Bobby R. Alford Department of Otolaryngology-Head and Neck Surgery, Baylor College of Medicine, Houston, Texas, USA.
Department of Head and Neck Surgery, The University of Texas MD Anderson Cancer Center, Houston, Texas, USA.
Laryngoscope. 2023 Sep;133(9):2066-2072. doi: 10.1002/lary.30601. Epub 2023 Feb 6.
To systematically review and evaluate metformin's potential impact on vestibular schwannoma (VS) growth.

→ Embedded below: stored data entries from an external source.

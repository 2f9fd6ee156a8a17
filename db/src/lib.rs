use sqlx::{
    PgPool,
    postgres::{PgConnectOptions, PgPoolOptions, PgSslMode},
};
use std::{str::FromStr, sync::Arc};

pub mod user;

pub mod models {
    pub mod user;
}

pub async fn setup(
    database_url: &str,
    require_ssl: bool,
) -> Result<Arc<PgPool>, Box<dyn std::error::Error>> {
    let url = url::Url::parse(database_url)?;
    let db_name = url.path().trim_start_matches('/');
    let username = url.username();
    let password = url.password().unwrap_or("");
    let host = url.host_str().unwrap_or("localhost");
    let port = url.port().unwrap_or(5432);

    let admin_url = format!(
        "postgresql://{}:{}@{}:{}/postgres",
        username, password, host, port
    );

    let mut admin_options = PgConnectOptions::from_str(&admin_url)?;
    if require_ssl {
        admin_options = admin_options.ssl_mode(PgSslMode::Require);
    }

    let admin_pool = PgPool::connect_with(admin_options).await?;

    let exists: bool =
        sqlx::query_scalar("SELECT EXISTS (SELECT 1 FROM pg_database WHERE datname = $1)")
            .bind(db_name)
            .fetch_one(&admin_pool)
            .await?;

    if !exists {
        sqlx::query(&format!("CREATE DATABASE \"{}\"", db_name))
            .execute(&admin_pool)
            .await?;
    }

    admin_pool.close().await;

    let mut options = PgConnectOptions::from_str(database_url)?;
    if require_ssl {
        options = options.ssl_mode(PgSslMode::Require);
    }
    let pool = PgPoolOptions::new()
        .max_connections(10)
        .connect_with(options)
        .await?;

    sqlx::migrate!("./migrations").run(&pool).await?;

    Ok(Arc::new(pool))
}
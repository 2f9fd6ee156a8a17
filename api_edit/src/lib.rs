use actix_web::dev::HttpServiceFactory;

pub mod routes {
    pub mod edit;
}

pub mod services {
    pub mod gemini;
}

pub mod dtos {
    pub mod edit;
}

pub fn mount_edit() -> impl HttpServiceFactory {
    (
        routes::edit::post_edit,
        routes::edit::post_generate,
        routes::edit::get_health,
    )
}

PubMed, Cochrane Library, and Embase.
A retrospective cohort study was performed on sporadic VS patients undergoing initial observation who had at least two magnetic resonance imaging studies. Patients were stratified by metformin use during the observation period. Primary endpoint was VS growth, defined as at least a 2 mm increase in diameter. Survival free of tumor growth was evaluated between groups. Systematic review and meta-analysis were performed to produce a pooled odds ratio [OR]. Study heterogeneity was assessed and post-hoc power analysis was performed.
A total of 123 patients were included, of which 17% were taking metformin. Median patient age was 56.6 years (range, 25.1-84.5). There were no statistically significant differences between the groups. Survival analysis did not demonstrate a statistically significant difference in time to VS growth between groups (hazard ratio = 0.61, 95% confidence interval [CI] = 0.29-1.29). Furthermore, logistic regression analysis did not demonstrate a statistically significant difference between groups in the odds of VS growth (OR = 0.46, 95% CI = 0.17-1.27). Systematic review identified 3 studies. Meta-analysis suggested that metformin reduces the odds of developing VS growth (pooled OR = 0.45, 95% CI = 0.29-0.71). Studies demonstrated low between-study heterogeneity. Power analysis demonstrated a sample size of 220 patients with equal randomization would be required to prospectively identify a true difference with 80% power.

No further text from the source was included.